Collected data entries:
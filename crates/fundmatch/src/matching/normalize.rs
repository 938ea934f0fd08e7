use std::cmp::Ordering;

const MIN_SCORE: u8 = 1;
const MAX_SCORE: u8 = 10;

/// Ranks raw metric values against their population and buckets the
/// percentile onto the 1-10 scale.
///
/// Output has the same length and order as `values`. Absent or non-finite
/// entries stay `None`. With `descending_is_better` the lowest value earns the
/// highest score (cost-like metrics); otherwise the highest value does.
/// Equal values share the average of the positions they occupy.
pub fn normalize(values: &[Option<f64>], descending_is_better: bool) -> Vec<Option<u8>> {
    let mut present: Vec<f64> = values
        .iter()
        .flatten()
        .copied()
        .filter(|value| value.is_finite())
        .collect();

    if present.is_empty() {
        return vec![None; values.len()];
    }

    present.sort_by(|left, right| {
        let ordering = left.partial_cmp(right).unwrap_or(Ordering::Equal);
        if descending_is_better {
            ordering
        } else {
            ordering.reverse()
        }
    });

    values
        .iter()
        .map(|value| {
            value
                .filter(|value| value.is_finite())
                .map(|value| bucket(percentile(&present, value)))
        })
        .collect()
}

/// Position of `value` in the best-first population, expressed in [0, 1]
/// where 1 is the best.
fn percentile(sorted: &[f64], value: f64) -> f64 {
    if sorted.len() == 1 {
        return 0.5;
    }

    let first = sorted.iter().position(|candidate| *candidate == value);
    let last = sorted.iter().rposition(|candidate| *candidate == value);
    let position = match (first, last) {
        (Some(first), Some(last)) => (first + last) as f64 / 2.0,
        _ => 0.0,
    };

    1.0 - position / (sorted.len() - 1) as f64
}

fn bucket(percentile: f64) -> u8 {
    let raw = (percentile * 9.0).floor() + 1.0;
    raw.clamp(MIN_SCORE as f64, MAX_SCORE as f64) as u8
}

#[cfg(test)]
mod tests {
    use super::*;

    #[test]
    fn cost_like_metrics_reward_the_lowest_value() {
        let scores = normalize(&[Some(0.01), Some(0.02), Some(0.03)], true);
        assert_eq!(scores, vec![Some(10), Some(5), Some(1)]);
    }

    #[test]
    fn return_like_metrics_reward_the_highest_value() {
        let scores = normalize(&[Some(0.03), Some(0.07), Some(0.05)], false);
        assert_eq!(scores, vec![Some(1), Some(10), Some(5)]);
    }

    #[test]
    fn absent_entries_keep_their_position() {
        let scores = normalize(&[None, Some(0.02), Some(f64::NAN), Some(0.01)], true);
        assert_eq!(scores.len(), 4);
        assert_eq!(scores[0], None);
        assert_eq!(scores[2], None);
        assert_eq!(scores[1], Some(1));
        assert_eq!(scores[3], Some(10));
    }

    #[test]
    fn all_absent_input_stays_absent() {
        assert_eq!(normalize(&[None, None, None], true), vec![None, None, None]);
        assert!(normalize(&[], false).is_empty());
    }

    #[test]
    fn single_value_lands_mid_scale() {
        assert_eq!(normalize(&[Some(0.5)], true), vec![Some(5)]);
        assert_eq!(normalize(&[None, Some(0.5)], false), vec![None, Some(5)]);
    }

    #[test]
    fn ties_share_a_score_in_both_directions() {
        let ascending = normalize(&[Some(0.02), Some(0.01), Some(0.02)], true);
        assert_eq!(ascending[0], ascending[2]);
        assert_eq!(ascending[1], Some(10));

        let descending = normalize(&[Some(0.02), Some(0.01), Some(0.02)], false);
        assert_eq!(descending[0], descending[2]);
        assert_eq!(descending[1], Some(1));
    }

    #[test]
    fn scores_stay_within_bounds() {
        let values: Vec<Option<f64>> = (0..25).map(|step| Some(step as f64 * 0.37)).collect();
        for direction in [true, false] {
            for score in normalize(&values, direction).into_iter().flatten() {
                assert!((MIN_SCORE..=MAX_SCORE).contains(&score));
            }
        }
    }
}
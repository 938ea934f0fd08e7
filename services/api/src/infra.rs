use fundmatch::catalog::{CatalogError, InMemoryCatalog};
use fundmatch::config::CatalogConfig;
use fundmatch::matching::domain::{Criterion, ImportanceLabel, PreferenceSet};
use fundmatch::matching::{ExplanationContext, Highlights, NarrativeError, NarrativeGenerator};
use fundmatch::refinement::{InterpretError, Interpretation, TextInterpreter};
use metrics_exporter_prometheus::PrometheusHandle;
use std::sync::atomic::AtomicBool;
use std::sync::Arc;
use tracing::warn;

use crate::demo::sample_catalog;

#[derive(Clone)]
pub(crate) struct AppState {
    pub(crate) readiness: Arc<AtomicBool>,
    pub(crate) metrics: Arc<PrometheusHandle>,
}

/// Interpreter used when no language model is wired in. Refinement requests
/// fall back to ranking the unchanged preferences.
#[derive(Debug, Default, Clone, Copy)]
pub(crate) struct OfflineInterpreter;

impl TextInterpreter for OfflineInterpreter {
    fn interpret(
        &self,
        _text: &str,
        _current: &PreferenceSet,
    ) -> Result<Interpretation, InterpretError> {
        Err(InterpretError::Unavailable(
            "no text interpreter configured".to_string(),
        ))
    }
}

/// Narrator used when no language model is wired in; explanations use the templates.
#[derive(Debug, Default, Clone, Copy)]
pub(crate) struct OfflineNarrator;

impl NarrativeGenerator for OfflineNarrator {
    fn summarize(&self, _context: &ExplanationContext) -> Result<String, NarrativeError> {
        Err(NarrativeError::Unavailable(
            "no narrative generator configured".to_string(),
        ))
    }

    fn highlights(&self, _context: &ExplanationContext) -> Result<Highlights, NarrativeError> {
        Err(NarrativeError::Unavailable(
            "no narrative generator configured".to_string(),
        ))
    }
}

/// Loads the configured CSV exports, or the bundled sample catalog when none is set.
pub(crate) fn load_catalog(config: &CatalogConfig) -> Result<InMemoryCatalog, CatalogError> {
    match config.candidates_path.as_deref() {
        Some(path) => InMemoryCatalog::from_csv_paths(path, config.metrics_path.as_deref()),
        None => {
            warn!("CATALOG_CANDIDATES_PATH not set, serving the bundled sample catalog");
            sample_catalog()
        }
    }
}

/// Parses `criterion=label` pairs such as `cost=very_important`.
pub(crate) fn parse_importance(raw: &str) -> Result<(Criterion, ImportanceLabel), String> {
    let (criterion, label) = raw
        .split_once('=')
        .ok_or_else(|| format!("expected CRITERION=LABEL, got '{raw}'"))?;
    let criterion =
        Criterion::parse(criterion).ok_or_else(|| format!("unknown criterion '{criterion}'"))?;
    Ok((criterion, ImportanceLabel::parse(label)))
}
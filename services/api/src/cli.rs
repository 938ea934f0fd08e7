use crate::demo::{run_demo, run_rank, DemoArgs, RankArgs};
use crate::server;
use clap::{Args, Parser, Subcommand};
use fundmatch::error::AppError;

#[derive(Parser, Debug)]
#[command(
    name = "Fundmatch",
    about = "Rank investment partners for quiz answers from the command line or over HTTP",
    version
)]
struct Cli {
    #[command(subcommand)]
    command: Option<Command>,
}

#[derive(Subcommand, Debug)]
enum Command {
    /// Start the HTTP service (default command)
    Serve(ServeArgs),
    /// Rank a CSV catalog export for one set of quiz answers
    Rank(RankArgs),
    /// Walk through ranking, follow-up questions and the written report on a sample catalog
    Demo(DemoArgs),
}

#[derive(Args, Debug, Default)]
pub(crate) struct ServeArgs {
    /// Override the configured host for the HTTP server
    #[arg(long)]
    pub(crate) host: Option<String>,
    /// Override the configured port for the HTTP server
    #[arg(long)]
    pub(crate) port: Option<u16>,
}

pub(crate) async fn run() -> Result<(), AppError> {
    let cli = Cli::parse();
    let command = cli
        .command
        .unwrap_or_else(|| Command::Serve(ServeArgs::default()));

    match command {
        Command::Serve(args) => server::run(args).await,
        Command::Rank(args) => run_rank(args),
        Command::Demo(args) => run_demo(args),
    }
}
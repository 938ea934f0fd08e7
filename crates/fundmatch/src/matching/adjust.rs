use std::collections::BTreeMap;

use serde::Serialize;
use serde_json::Value;
use tracing::{debug, warn};

use super::domain::{CandidateId, Criterion, PreferenceSet, ScoredMatch};

const PREFERRED_FACTOR: f64 = 1.15;
const BOOST_FACTOR: f64 = 1.10;
const REDUCE_FACTOR: f64 = 0.95;
const NEUTRAL_MIDPOINT: f64 = 5.0;
const DELTA_SENSITIVITY: f64 = 3.0;

/// Structured re-ranking instruction parsed from a follow-up answer.
#[derive(Debug, Clone, PartialEq, Serialize)]
#[serde(tag = "kind", rename_all = "snake_case")]
pub enum Impact {
    /// Relative change of a criterion's importance; 1.0 means unchanged.
    WeightDelta { criterion: Criterion, multiplier: f64 },
    PreferredMatch { candidate_id: CandidateId },
    BoostSimilar,
    ReduceSimilar,
    Neutral,
    /// Re-score upstream with every top-tier importance stepped down.
    LowerThresholds,
    MaintainStandards,
    RestartWizard,
}

/// Parses raw impact objects, skipping anything unrecognised.
///
/// Flags set to `false` are dropped rather than treated as errors.
pub fn parse_impacts(raw: &[Value]) -> Vec<Impact> {
    let mut impacts = Vec::new();

    for entry in raw {
        let Some(object) = entry.as_object() else {
            warn!(impact = %entry, "skipping impact that is not an object");
            continue;
        };

        for (key, value) in object {
            match parse_entry(key, value) {
                Ok(Some(impact)) => impacts.push(impact),
                Ok(None) => debug!(key = %key, "impact flag disabled"),
                Err(reason) => {
                    warn!(key = %key, value = %value, reason, "skipping malformed impact")
                }
            }
        }
    }

    impacts
}

fn parse_entry(key: &str, value: &Value) -> Result<Option<Impact>, &'static str> {
    if let Some(criterion) = key.strip_prefix("weight_") {
        let criterion = Criterion::parse(criterion).ok_or("unknown criterion")?;
        let multiplier = value
            .as_f64()
            .filter(|multiplier| multiplier.is_finite())
            .ok_or("weight delta must be a number")?;
        return Ok(Some(Impact::WeightDelta {
            criterion,
            multiplier,
        }));
    }

    if key == "preferred_match" {
        let id = value
            .as_str()
            .map(str::trim)
            .filter(|id| !id.is_empty())
            .ok_or("preferred match must be a non-empty string")?;
        return Ok(Some(Impact::PreferredMatch {
            candidate_id: CandidateId::from(id),
        }));
    }

    let impact = match key {
        "boost_similar_attributes" | "boost_similar" => Impact::BoostSimilar,
        "reduce_similar_attributes" | "reduce_similar" => Impact::ReduceSimilar,
        "neutral_weight" | "neutral" => Impact::Neutral,
        "lower_thresholds" | "expand_scope" => Impact::LowerThresholds,
        "maintain_standards" => Impact::MaintainStandards,
        "restart_wizard" => Impact::RestartWizard,
        _ => return Err("unknown impact key"),
    };

    match value.as_bool() {
        Some(true) => Ok(Some(impact)),
        Some(false) => Ok(None),
        None => Err("flag must be a boolean"),
    }
}

/// Pure adjustments folded out of an impact list.
#[derive(Debug, Default)]
struct AdjustmentPlan {
    deltas: BTreeMap<Criterion, Vec<f64>>,
    preferred: Option<CandidateId>,
    boost: bool,
    reduce: bool,
}

impl AdjustmentPlan {
    fn from_impacts(impacts: &[Impact]) -> Self {
        let mut plan = Self::default();
        for impact in impacts {
            match impact {
                Impact::WeightDelta {
                    criterion,
                    multiplier,
                } => {
                    plan.deltas.entry(*criterion).or_default().push(*multiplier);
                }
                Impact::PreferredMatch { candidate_id } => {
                    plan.preferred = Some(candidate_id.clone());
                }
                Impact::BoostSimilar => plan.boost = true,
                Impact::ReduceSimilar => plan.reduce = true,
                Impact::Neutral
                | Impact::LowerThresholds
                | Impact::MaintainStandards
                | Impact::RestartWizard => {}
            }
        }
        plan
    }

    /// Mean signed nudge over criteria carrying both a delta and a score.
    fn weight_nudge(&self, entry: &ScoredMatch) -> Option<f64> {
        let nudges: Vec<f64> = self
            .deltas
            .iter()
            .filter_map(|(criterion, multipliers)| {
                let delta = multipliers.iter().sum::<f64>() / multipliers.len() as f64;
                entry.score(*criterion).map(|score| {
                    (score - NEUTRAL_MIDPOINT) * (delta - 1.0) * DELTA_SENSITIVITY
                })
            })
            .collect();

        if nudges.is_empty() {
            None
        } else {
            Some(nudges.iter().sum::<f64>() / nudges.len() as f64)
        }
    }
}

/// Re-ranks an already scored list without touching the catalog.
///
/// Output is sorted by percentage; ties keep their incoming order.
pub fn adjust(matches: Vec<ScoredMatch>, impacts: &[Impact]) -> Vec<ScoredMatch> {
    let plan = AdjustmentPlan::from_impacts(impacts);

    let mut working: Vec<(ScoredMatch, f64)> = matches
        .into_iter()
        .map(|entry| {
            let mut percentage = f64::from(entry.match_percentage.min(100));
            if let Some(nudge) = plan.weight_nudge(&entry) {
                percentage = (percentage + nudge).clamp(0.0, 100.0);
            }
            (entry, percentage)
        })
        .collect();

    let top = working
        .iter()
        .enumerate()
        .fold(None::<(usize, f64)>, |best, (index, (_, percentage))| match best {
            Some((_, best_percentage)) if best_percentage >= *percentage => best,
            _ => Some((index, *percentage)),
        })
        .map(|(index, _)| index);

    for (index, (entry, percentage)) in working.iter_mut().enumerate() {
        if plan.preferred.as_ref() == Some(&entry.candidate_id) {
            *percentage = (*percentage * PREFERRED_FACTOR).min(100.0);
            continue;
        }

        let mut multiplier = 1.0;
        if plan.boost {
            multiplier *= BOOST_FACTOR;
        }
        if plan.reduce && Some(index) != top {
            multiplier *= REDUCE_FACTOR;
        }
        *percentage = (*percentage * multiplier).clamp(0.0, 100.0);
    }

    let mut adjusted: Vec<ScoredMatch> = working
        .into_iter()
        .map(|(mut entry, percentage)| {
            entry.match_percentage = percentage.round() as u8;
            entry
        })
        .collect();
    adjusted.sort_by(|left, right| right.match_percentage.cmp(&left.match_percentage));
    adjusted
}

/// Result of a recalculation request.
#[derive(Debug, Clone, PartialEq, Serialize)]
#[serde(tag = "status", rename_all = "snake_case")]
pub enum RecalculationOutcome {
    Reranked {
        matches: Vec<ScoredMatch>,
        thresholds_lowered: bool,
    },
    /// The user asked to start the quiz over; nothing was re-ranked.
    RestartRequested,
}

/// Applies impacts to a ranked list. `LowerThresholds` replaces the working
/// list with a fresh ranking for the loosened preferences before the pure
/// adjustments run.
pub fn recalculate<F, E>(
    preferences: &PreferenceSet,
    ranked: Vec<ScoredMatch>,
    impacts: &[Impact],
    rescore: F,
) -> Result<RecalculationOutcome, E>
where
    F: FnOnce(&PreferenceSet) -> Result<Vec<ScoredMatch>, E>,
{
    if impacts.contains(&Impact::RestartWizard) {
        return Ok(RecalculationOutcome::RestartRequested);
    }

    let thresholds_lowered = impacts.contains(&Impact::LowerThresholds);
    let working = if thresholds_lowered {
        rescore(&preferences.loosened())?
    } else {
        ranked
    };

    Ok(RecalculationOutcome::Reranked {
        matches: adjust(working, impacts),
        thresholds_lowered,
    })
}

> To do: In the entries above, count every line containing the word "RankArgs". Write only the total.

> Your response: 2